■ ASSIGNED TASK ■
Filter the entries for the string "BTreeMap". Copy each line that has it.

■ EXERCISE INPUTS ■
Start of Block

//! Character builder REST routes

use std::sync::Arc;

use axum::{
    extract::{Path, State},
    http::StatusCode,
    Json,
};
use serde::Deserialize;

use crate::application::dto::{CharacterViewDto, SkillCheckDto, SyncStatusDto};
use crate::domain::errors::CharacterError;
use crate::domain::value_objects::Catalog;
use crate::infrastructure::state::AppState;

#[derive(Debug, Deserialize)]
pub struct AdjustRequest {
    pub delta: i64,
}

#[derive(Debug, Deserialize)]
pub struct SelectClassRequest {
    pub class: Option<String>,
}

#[derive(Debug, Deserialize)]
pub struct SkillCheckRequest {
    pub skill: String,
    pub dc: i64,
}

fn not_found(error: CharacterError) -> (StatusCode, String) {
    (StatusCode::NOT_FOUND, error.to_string())
}

pub async fn get_catalog(State(state): State<Arc<AppState>>) -> Json<Catalog> {
    Json(state.catalog.as_ref().clone())
}

pub async fn get_character(State(state): State<Arc<AppState>>) -> Json<CharacterViewDto> {
    Json(state.session.view().await)
}

pub async fn get_sync_status(State(state): State<Arc<AppState>>) -> Json<SyncStatusDto> {
    Json(state.session.sync_status().into())
}

pub async fn adjust_attribute(
    State(state): State<Arc<AppState>>,
    Path(name): Path<String>,
    Json(req): Json<AdjustRequest>,
) -> Result<Json<CharacterViewDto>, (StatusCode, String)> {
    state
        .session
        .adjust_attribute(&name, req.delta)
        .await
        .map(Json)
        .map_err(not_found)
}

pub async fn adjust_skill(
    State(state): State<Arc<AppState>>,
    Path(name): Path<String>,
    Json(req): Json<AdjustRequest>,
) -> Result<Json<CharacterViewDto>, (StatusCode, String)> {
    state
        .session
        .adjust_skill(&name, req.delta)
        .await
        .map(Json)
        .map_err(not_found)
}

pub async fn select_class(
    State(state): State<Arc<AppState>>,
    Json(req): Json<SelectClassRequest>,
) -> Result<Json<CharacterViewDto>, (StatusCode, String)> {
    state
        .session
        .select_class(req.class.as_deref())
        .await
        .map(Json)
        .map_err(not_found)
}

pub async fn roll_skill_check(
    State(state): State<Arc<AppState>>,
    Json(req): Json<SkillCheckRequest>,
) -> Result<Json<SkillCheckDto>, (StatusCode, String)> {
    state
        .session
        .roll_skill_check(&req.skill, req.dc)
        .await
        .map(Json)
        .map_err(not_found)
}
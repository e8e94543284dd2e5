//! Persistence adapters
//!
//! The remote record service is reached through `record_client`; this
//! module holds the process-local alternative.

mod memory_record_store;

pub use memory_record_store::InMemoryRecordStore;
//! Skill point allocations bounded by the skill point budget

use std::collections::BTreeMap;
use std::sync::Arc;

use super::attribute_store::clamp_count;
use crate::domain::errors::CharacterError;
use crate::domain::value_objects::Catalog;

/// A skill allocation that actually moved
#[derive(Debug, Clone, PartialEq, Eq)]
pub struct SkillChange {
    pub skill: String,
    pub previous: u32,
    pub current: u32,
}

/// Owns one spent-points value per catalog skill and the current budget
///
/// Invariant: `total_spent() <= max(0, budget)` after every operation.
#[derive(Debug, Clone)]
pub struct SkillAllocator {
    catalog: Arc<Catalog>,
    spent: Vec<u32>,
    budget: i32,
}

impl SkillAllocator {
    /// Nothing spent against `budget`
    pub fn new(catalog: Arc<Catalog>, budget: i32) -> Self {
        let spent = vec![0; catalog.skills.len()];
        Self {
            catalog,
            spent,
            budget,
        }
    }

    /// Populate from a name → points map and clamp to `budget`
    ///
    /// Returns the allocator and the number of points the clamp removed.
    pub fn from_values(catalog: Arc<Catalog>, values: &BTreeMap<String, u32>, budget: i32) -> (Self, u64) {
        let spent = catalog
            .skills
            .iter()
            .map(|skill| values.get(&skill.name).copied().unwrap_or(0))
            .collect();
        let mut allocator = Self {
            catalog,
            spent,
            budget,
        };
        let removed = allocator.clamp_to_budget(budget);
        (allocator, removed)
    }

    /// Spend or refund points on one skill
    ///
    /// Spending is refused when no points are available and is capped at the
    /// points that are; refunding is refused when the skill has nothing spent
    /// and floors at zero. Refusals are `Ok(None)`, never errors.
    pub fn adjust(&mut self, name: &str, delta: i64) -> Result<Option<SkillChange>, CharacterError> {
        let index = self
            .catalog
            .skill_index(name)
            .ok_or_else(|| CharacterError::UnknownSkill(name.to_string()))?;

        let previous = self.spent[index];
        let current = if delta > 0 {
            let available = self.available_points();
            if available == 0 {
                return Ok(None);
            }
            let granted = delta.min(i64::try_from(available).unwrap_or(i64::MAX));
            clamp_count(i64::from(previous).saturating_add(granted))
        } else if delta < 0 {
            if previous == 0 {
                return Ok(None);
            }
            clamp_count(i64::from(previous).saturating_add(delta))
        } else {
            return Ok(None);
        };

        if current == previous {
            return Ok(None);
        }
        self.spent[index] = current;

        Ok(Some(SkillChange {
            skill: name.to_string(),
            previous,
            current,
        }))
    }

    /// Adopt a new budget, removing points if current spend exceeds it
    ///
    /// Removal always drains skills in catalog order: the first skill with
    /// points left loses one, then again, until the excess is gone. Earlier
    /// skills are emptied completely before later ones are touched. This is
    /// not a fair or proportional policy; it is kept because it is the
    /// observable behaviour players have saved builds against, and it must
    /// stay reproducible. Returns the number of points removed.
    pub fn clamp_to_budget(&mut self, new_budget: i32) -> u64 {
        self.budget = new_budget;

        let total = self.total_spent();
        let allowed = u64::try_from(new_budget).unwrap_or(0);
        if total <= allowed {
            return 0;
        }

        let mut excess = total - allowed;
        let mut removed = 0;
        // One skill at a time in declared order; taking `min(spent, excess)`
        // at once is the same as removing single points from the first
        // non-empty skill. A pass that reaches the end has emptied them all.
        for points in self.spent.iter_mut() {
            if excess == 0 {
                break;
            }
            let take = u64::from(*points).min(excess);
            // take <= *points, so this fits in u32
            *points -= take as u32;
            excess -= take;
            removed += take;
        }
        removed
    }

    pub fn budget(&self) -> i32 {
        self.budget
    }

    /// Recounted on every call so there is no running total to drift
    pub fn total_spent(&self) -> u64 {
        self.spent.iter().map(|v| u64::from(*v)).sum()
    }

    /// `max(0, budget - total_spent)`
    pub fn available_points(&self) -> u64 {
        let remaining = i64::from(self.budget) - i64::try_from(self.total_spent()).unwrap_or(i64::MAX);
        u64::try_from(remaining).unwrap_or(0)
    }

    pub fn get(&self, name: &str) -> Option<u32> {
        self.catalog.skill_index(name).map(|i| self.spent[i])
    }

    /// Spent points in catalog order
    pub fn iter(&self) -> impl Iterator<Item = (&str, u32)> + '_ {
        self.catalog
            .skills
            .iter()
            .map(|skill| skill.name.as_str())
            .zip(self.spent.iter().copied())
    }

    pub fn to_map(&self) -> BTreeMap<String, u32> {
        self.iter().map(|(name, points)| (name.to_string(), points)).collect()
    }
}

#[cfg(test)]
mod tests {
    use super::*;
    use crate::domain::value_objects::SkillDefinition;

    fn abc_catalog() -> Arc<Catalog> {
        let mut catalog = Catalog::standard();
        catalog.skills = vec![
            SkillDefinition::new("A", "Dexterity"),
            SkillDefinition::new("B", "Wisdom"),
            SkillDefinition::new("C", "Intelligence"),
        ];
        Arc::new(catalog)
    }

    fn allocator_with(budget: i32, points: &[(&str, u32)]) -> SkillAllocator {
        let values: BTreeMap<String, u32> = points.iter().map(|(n, p)| (n.to_string(), *p)).collect();
        let (allocator, removed) = SkillAllocator::from_values(abc_catalog(), &values, budget);
        assert_eq!(removed, 0);
        allocator
    }

    #[test]
    fn test_clamp_drains_earliest_skills_first() {
        let mut allocator = allocator_with(5, &[("A", 3), ("B", 2), ("C", 0)]);

        let removed = allocator.clamp_to_budget(1);

        assert_eq!(removed, 4);
        assert_eq!(allocator.get("A"), Some(0));
        assert_eq!(allocator.get("B"), Some(1));
        assert_eq!(allocator.get("C"), Some(0));
        assert_eq!(allocator.budget(), 1);
    }

    #[test]
    fn test_clamp_within_budget_is_a_no_op() {
        let mut allocator = allocator_with(10, &[("A", 2), ("C", 4)]);

        assert_eq!(allocator.clamp_to_budget(6), 0);
        assert_eq!(allocator.to_map()["C"], 4);
        assert_eq!(allocator.budget(), 6);
    }

    #[test]
    fn test_clamp_to_negative_budget_empties_everything() {
        let mut allocator = allocator_with(10, &[("A", 1), ("B", 2), ("C", 3)]);

        let removed = allocator.clamp_to_budget(-10);

        assert_eq!(removed, 6);
        assert_eq!(allocator.total_spent(), 0);
        assert_eq!(allocator.available_points(), 0);
    }

    #[test]
    fn test_spend_refused_without_available_points() {
        let mut allocator = allocator_with(2, &[("A", 2)]);

        assert_eq!(allocator.adjust("B", 1).unwrap(), None);
        assert_eq!(allocator.total_spent(), 2);
    }

    #[test]
    fn test_spend_is_capped_at_available_points() {
        let mut allocator = allocator_with(5, &[("A", 2)]);

        let change = allocator.adjust("C", 10).unwrap().unwrap();

        assert_eq!(change.current, 3);
        assert_eq!(allocator.available_points(), 0);
    }

    #[test]
    fn test_refund_refused_at_zero_and_floors() {
        let mut allocator = allocator_with(5, &[("A", 2)]);

        assert_eq!(allocator.adjust("B", -1).unwrap(), None);

        let change = allocator.adjust("A", -7).unwrap().unwrap();
        assert_eq!(change.previous, 2);
        assert_eq!(change.current, 0);
        assert_eq!(allocator.available_points(), 5);
    }

    #[test]
    fn test_negative_budget_allows_no_spending() {
        let mut allocator = SkillAllocator::new(abc_catalog(), -10);

        assert_eq!(allocator.available_points(), 0);
        assert_eq!(allocator.adjust("A", 1).unwrap(), None);
    }

    #[test]
    fn test_unknown_skill_is_an_error() {
        let mut allocator = allocator_with(5, &[]);
        assert_eq!(
            allocator.adjust("Juggling", 1),
            Err(CharacterError::UnknownSkill("Juggling".to_string()))
        );
    }

    #[test]
    fn test_from_values_clamps_overspent_load() {
        let values = BTreeMap::from([("B".to_string(), 4), ("C".to_string(), 4)]);

        let (allocator, removed) = SkillAllocator::from_values(abc_catalog(), &values, 5);

        assert_eq!(removed, 3);
        assert_eq!(allocator.get("B"), Some(1));
        assert_eq!(allocator.get("C"), Some(4));
    }

    #[test]
    fn test_budget_invariant_under_mixed_operations() {
        let mut allocator = allocator_with(6, &[]);
        let script: &[(&str, i64)] = &[("A", 1), ("B", 3), ("C", 5), ("A", -1), ("C", 2), ("B", 1)];

        for (skill, delta) in script {
            allocator.adjust(skill, *delta).unwrap();
            assert!(allocator.total_spent() <= 6);
        }
        allocator.clamp_to_budget(2);
        assert!(allocator.total_spent() <= 2);
    }
}
//! Aggregates - Cluster of domain objects treated as a single unit

pub mod character_sheet;

pub use character_sheet::CharacterSheet;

End of Block

■ RESPONSE TO THIS TASK ■
use std::collections::BTreeMap;
    pub fn from_values(catalog: Arc<Catalog>, values: &BTreeMap<String, u32>, budget: i32) -> (Self, u64) {
    pub fn to_map(&self) -> BTreeMap<String, u32> {
        let values: BTreeMap<String, u32> = points.iter().map(|(n, p)| (n.to_string(), *p)).collect();
        let values = BTreeMap::from([("B".to_string(), 4), ("C".to_string(), 4)]);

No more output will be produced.